评分: 8置信度: 32024-11-04

The paper suggests a method for data selection based on applying optimal control theory to compute the importance of individual data points. Crucially, this importance is computed in the context of end-to-end training, to optimize the AUC of downstream performance - this is in contrast to previous works that don’t look at training trajectory. Several optimizations are used to approximate the PMP solution. Moreover, the data selection is done offline so there is just a constant cost.

优点

Extensive ablations (optimizing Algorithm 1, choice of downstream task) are performed to support the empirical claims and many of the choices made.
The tackled problem is very relevant and the approach is innovative, using optimal control to account for the complete training trajectory.
The empirical results are very promising on the small-to-medium scale experiments that they are run on.
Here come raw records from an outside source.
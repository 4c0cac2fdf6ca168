//! Room registry
//!
//! Owns every live room and knows which room each connection occupies.
//!
//! Locking:
//! - `rooms` maps codes to rooms and is only held long enough to look up,
//!   insert or remove an entry
//! - each room sits behind its own mutex, so actions on one room are
//!   serialized while different rooms never contend
//! - `connections` has its own lock, never held while a room is locked
//!
//! A room that empties is marked closed under its own lock before it is
//! removed from the map, so a join racing with the last departure sees
//! `NotFound` instead of reviving it.

use crate::game::room::{Removal, Resolution, RoundEffect, VoteOutcome};
use crate::game::tally::Tally;
use crate::game::view::{PlayerView, RoomView, Viewer};
use crate::game::{
    normalize_name, ConnectionId, GameError, GameResult, Phase, PlayerId, Room, RoomCode,
};
use std::collections::HashMap;
use std::sync::{Arc, Mutex, MutexGuard, PoisonError, RwLock};
use tracing::{debug, info};

/// How many codes to try before giving up on finding an unused one
const MAX_CODE_ATTEMPTS: usize = 64;

type SharedRoom = Arc<Mutex<Room>>;

/// A room's broadcast view and who should receive it
#[derive(Debug, Clone, PartialEq, Eq)]
pub struct Snapshot {
    pub view: RoomView,
    /// Connections of every member, in join order
    pub members: Vec<ConnectionId>,
}

impl Snapshot {
    fn of(room: &Room) -> Self {
        Self {
            view: RoomView::of(room, Viewer::Room),
            members: room.connections(),
        }
    }
}

/// A player entering a room (by creating or joining it)
#[derive(Debug, Clone, PartialEq, Eq)]
pub struct Entered {
    pub room_code: RoomCode,
    pub player: PlayerView,
    pub snapshot: Snapshot,
    /// The room this connection was in before, if any
    pub previous: Option<Departure>,
}

/// A word added to a room's pool
#[derive(Debug, Clone, PartialEq, Eq)]
pub struct WordAdded {
    pub word: String,
    pub words: Vec<String>,
    pub members: Vec<ConnectionId>,
}

/// One player's private start-of-round payload
#[derive(Debug, Clone, PartialEq, Eq)]
pub struct Reveal {
    pub connection_id: ConnectionId,
    pub is_chameleon: bool,
    pub view: RoomView,
}

/// A phase change request that was accepted
#[derive(Debug, Clone, PartialEq, Eq)]
pub struct PhaseAdvanced {
    pub phase: Phase,
    /// False when the room was already in the requested phase
    pub changed: bool,
    pub snapshot: Snapshot,
}

/// A vote that was recorded
#[derive(Debug, Clone, PartialEq, Eq)]
pub struct VoteRecorded {
    pub tally: Tally,
    pub complete: bool,
    pub verdict: Option<Verdict>,
    pub snapshot: Snapshot,
}

/// A completed vote, with the chameleon unmasked
#[derive(Debug, Clone, PartialEq, Eq)]
pub struct Verdict {
    pub suspect: PlayerId,
    pub chameleon: PlayerView,
}

/// The chameleon's guess
#[derive(Debug, Clone, PartialEq, Eq)]
pub struct GuessMade {
    pub guess: String,
    pub correct: bool,
    pub snapshot: Snapshot,
}

/// A player leaving a room, by request or by disconnecting
#[derive(Debug, Clone, PartialEq, Eq)]
pub struct Departure {
    pub room_code: RoomCode,
    pub player: PlayerView,
    pub new_host: Option<PlayerId>,
    /// Set when the departure completed the round's voting
    pub verdict: Option<Verdict>,
    /// None when the room was destroyed
    pub remaining: Option<Snapshot>,
}

/// Thread-safe map of live rooms and connection memberships
#[derive(Default)]
pub struct Registry {
    rooms: RwLock<HashMap<RoomCode, SharedRoom>>,
    connections: Mutex<HashMap<ConnectionId, RoomCode>>,
}

/// Lock a mutex, carrying on if another thread panicked while holding it.
/// Room operations validate before mutating, so the data is still coherent.
fn lock<T>(mutex: &Mutex<T>) -> MutexGuard<'_, T> {
    mutex.lock().unwrap_or_else(PoisonError::into_inner)
}

/// Draw codes from `next` until one is not in `taken`.
fn allocate_code<F>(taken: &HashMap<RoomCode, SharedRoom>, mut next: F) -> GameResult<RoomCode>
where
    F: FnMut() -> RoomCode,
{
    (0..MAX_CODE_ATTEMPTS)
        .map(|_| next())
        .find(|code| !taken.contains_key(code))
        .ok_or(GameError::ResourceExhausted)
}

fn verdict_view(room: &Room, resolution: &Resolution) -> Option<Verdict> {
    let chameleon = room.player(&resolution.chameleon)?;
    Some(Verdict {
        suspect: resolution.suspect.clone(),
        chameleon: PlayerView {
            is_chameleon: Some(true),
            ..PlayerView::of(chameleon, room.phase())
        },
    })
}

impl Registry {
    pub fn new() -> Self {
        Self::default()
    }

    /// Number of live rooms
    pub fn room_count(&self) -> usize {
        self.rooms.read().unwrap_or_else(PoisonError::into_inner).len()
    }

    /// The room `connection_id` currently occupies
    pub fn room_of(&self, connection_id: ConnectionId) -> Option<RoomCode> {
        lock(&self.connections).get(&connection_id).cloned()
    }

    fn room_handle(&self, code: &RoomCode) -> Option<SharedRoom> {
        self.rooms
            .read()
            .unwrap_or_else(PoisonError::into_inner)
            .get(code)
            .cloned()
    }

    /// Run `f` on the room with `code`, holding that room's lock.
    fn with_room<T>(
        &self,
        code: &RoomCode,
        f: impl FnOnce(&mut Room) -> GameResult<T>,
    ) -> GameResult<T> {
        let handle = self.room_handle(code).ok_or(GameError::NotFound)?;
        let mut room = lock(&handle);
        if room.is_closed() {
            return Err(GameError::NotFound);
        }
        f(&mut room)
    }

    /// Look up a room without changing anything.
    #[allow(dead_code)]
    pub fn resolve_room(&self, code: &RoomCode) -> Option<Snapshot> {
        self.with_room(code, |room| Ok(Snapshot::of(room))).ok()
    }

    /// Bind `connection_id` to `code`, removing it from any other room first.
    fn bind(&self, connection_id: ConnectionId, code: &RoomCode) -> Option<Departure> {
        let previous = lock(&self.connections).insert(connection_id, code.clone());
        match previous {
            Some(old) if &old != code => self.depart(connection_id, &old),
            _ => None,
        }
    }

    /// Create a room with the caller as its host.
    pub fn create_room(&self, connection_id: ConnectionId, name: &str) -> GameResult<Entered> {
        let name = normalize_name(name)?;
        let mut rng = rand::rng();

        let (room_code, player, snapshot) = {
            let mut rooms = self.rooms.write().unwrap_or_else(PoisonError::into_inner);
            let code = allocate_code(&rooms, || RoomCode::generate_with_rng(&mut rng))?;
            let mut room = Room::new(code.clone());
            let player = room.add_player_with_rng(connection_id, &name, &mut rng)?;
            let snapshot = Snapshot::of(&room);
            rooms.insert(code.clone(), Arc::new(Mutex::new(room)));
            (code, PlayerView::of(&player, Phase::Lobby), snapshot)
        };

        info!(room = %room_code, player = %player.id, %connection_id, "room created");
        let previous = self.bind(connection_id, &room_code);
        Ok(Entered {
            room_code,
            player,
            snapshot,
            previous,
        })
    }

    /// Join an existing room in its lobby.
    pub fn join_room(
        &self,
        connection_id: ConnectionId,
        name: &str,
        code: &RoomCode,
    ) -> GameResult<Entered> {
        let (player, snapshot) = self.with_room(code, |room| {
            let player = room.add_player_with_rng(connection_id, name, &mut rand::rng())?;
            Ok((PlayerView::of(&player, room.phase()), Snapshot::of(room)))
        })?;

        info!(room = %code, player = %player.id, %connection_id, "player joined");
        let previous = self.bind(connection_id, code);
        Ok(Entered {
            room_code: code.clone(),
            player,
            snapshot,
            previous,
        })
    }

    /// Add a word to a room's pool.
    pub fn add_word(
        &self,
        connection_id: ConnectionId,
        code: &RoomCode,
        word: &str,
    ) -> GameResult<WordAdded> {
        self.with_room(code, |room| {
            let words = room.add_word(connection_id, word)?.to_vec();
            let word = words.last().cloned().unwrap_or_default();
            debug!(room = %code, count = words.len(), "word added");
            Ok(WordAdded {
                word,
                words,
                members: room.connections(),
            })
        })
    }

    /// Start a round. Returns one private reveal per player.
    pub fn start_game(&self, connection_id: ConnectionId, code: &RoomCode) -> GameResult<Vec<Reveal>> {
        self.with_room(code, |room| {
            room.start_game_with_rng(connection_id, &mut rand::rng())?;
            info!(room = %code, players = room.players().len(), "round started");
            Ok(room
                .players()
                .iter()
                .map(|p| Reveal {
                    connection_id: p.connection_id,
                    is_chameleon: p.is_chameleon,
                    view: RoomView::of(
                        room,
                        Viewer::RoundReveal {
                            is_chameleon: p.is_chameleon,
                        },
                    ),
                })
                .collect())
        })
    }

    /// Move a room to the next phase of its round.
    pub fn advance_phase(&self, code: &RoomCode, phase: Phase) -> GameResult<PhaseAdvanced> {
        self.with_room(code, |room| {
            let changed = room.advance_phase(phase)?;
            if changed {
                debug!(room = %code, %phase, "phase advanced");
            }
            Ok(PhaseAdvanced {
                phase: room.phase(),
                changed,
                snapshot: Snapshot::of(room),
            })
        })
    }

    /// Record a vote.
    pub fn cast_vote(
        &self,
        connection_id: ConnectionId,
        code: &RoomCode,
        target: &PlayerId,
    ) -> GameResult<VoteRecorded> {
        self.with_room(code, |room| {
            let VoteOutcome {
                tally,
                complete,
                resolution,
            } = room.cast_vote(connection_id, target)?;
            let verdict = resolution.as_ref().and_then(|r| verdict_view(room, r));
            if let Some(resolution) = &resolution {
                info!(room = %code, verdict = ?resolution.verdict, "voting complete");
            }
            Ok(VoteRecorded {
                tally,
                complete,
                verdict,
                snapshot: Snapshot::of(room),
            })
        })
    }

    /// The chameleon's guess at the secret word.
    pub fn chameleon_guess(
        &self,
        connection_id: ConnectionId,
        code: &RoomCode,
        guess: &str,
    ) -> GameResult<GuessMade> {
        self.with_room(code, |room| {
            let correct = room.chameleon_guess(connection_id, guess)?;
            info!(room = %code, correct, "chameleon guessed");
            Ok(GuessMade {
                guess: room.last_guess().to_string(),
                correct,
                snapshot: Snapshot::of(room),
            })
        })
    }

    /// Return a room to its lobby, keeping players and words.
    pub fn new_game(&self, code: &RoomCode) -> GameResult<Snapshot> {
        self.with_room(code, |room| {
            room.new_game();
            debug!(room = %code, "new game");
            Ok(Snapshot::of(room))
        })
    }

    /// Leave a room on request.
    pub fn leave_room(&self, connection_id: ConnectionId, code: &RoomCode) -> GameResult<Departure> {
        {
            let mut connections = lock(&self.connections);
            if connections.get(&connection_id) == Some(code) {
                connections.remove(&connection_id);
            }
        }
        self.depart(connection_id, code).ok_or(GameError::NotFound)
    }

    /// A connection went away. Idempotent: unknown connections are ignored.
    pub fn handle_disconnect(&self, connection_id: ConnectionId) -> Option<Departure> {
        self.remove_player(connection_id)
    }

    /// Remove `connection_id` from whatever room it occupies.
    pub fn remove_player(&self, connection_id: ConnectionId) -> Option<Departure> {
        let code = lock(&self.connections).remove(&connection_id)?;
        self.depart(connection_id, &code)
    }

    fn depart(&self, connection_id: ConnectionId, code: &RoomCode) -> Option<Departure> {
        let handle = self.room_handle(code)?;
        let departure = {
            let mut room = lock(&handle);
            if room.is_closed() {
                return None;
            }
            let Removal {
                player,
                new_host,
                round_effect,
            } = room.remove_player(connection_id)?;

            let verdict = match &round_effect {
                RoundEffect::Resolved(resolution) => verdict_view(&room, resolution),
                _ => None,
            };
            match &round_effect {
                RoundEffect::None => {}
                RoundEffect::VotesDropped { dropped } => {
                    debug!(room = %code, dropped, "votes dropped with departing player");
                }
                effect => info!(room = %code, ?effect, "round affected by departure"),
            }
            let remaining = if room.is_empty() {
                room.close();
                None
            } else {
                Some(Snapshot::of(&room))
            };
            Departure {
                room_code: code.clone(),
                player: PlayerView::of(&player, room.phase()),
                new_host,
                verdict,
                remaining,
            }
        };

        info!(room = %code, player = %departure.player.id, %connection_id, "player left");
        if departure.remaining.is_none() {
            let mut rooms = self.rooms.write().unwrap_or_else(PoisonError::into_inner);
            if rooms.get(code).is_some_and(|r| Arc::ptr_eq(r, &handle)) {
                rooms.remove(code);
            }
            info!(room = %code, "room destroyed");
        }
        Some(departure)
    }
}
A scaling law is also computed to try to support generalization to larger models.

缺点

It would be good if Appendix G3, choice of $J(\theta)$ was covered in the main body (regarding the influence of the downstream data on performance) since that is an important driver of the performance.
Better explain Figure 1: in (b), do you have the same amount of data being used by your method and Redpajama’s to train? Do all points correspond to the same model size in (a)? If not, how do you vary these?
It would be useful to mention at line 89 that J is not computed on the same downstream tasks that you measure one (as you mentioned at line 307) since this distinction is crucial and not made clear until line 307.
It seems like line 100, defining $\gamma$ ’s makes an implicit assumption about points having a notion of independent importance, whereas one could envision cases where a point’s importance is contingent on other points being in the dataset. It would be useful to add a discussion on this - as stated, it looks like this is a fact, not a choice.
It would be useful to add a discussion on why it makes sense to need Gumbel sampling - after all, one could expect $\gamma$ ’s to already have accounted for the need of diversity.

问题

Why did you decide at line 259 to use the average of the output hidden states rather than the last one? Intuitively this gives more weight to how the datapoint starts (since the first activations at the first few positions affect both the hidden states at these positions as well as later on).
Is it computationally feasible to constrain the $\ell_0$ -norm of $\gamma$ ? If so, do you expect to get the same data points as you would if you took the biggest ones by the current $\gamma$ ?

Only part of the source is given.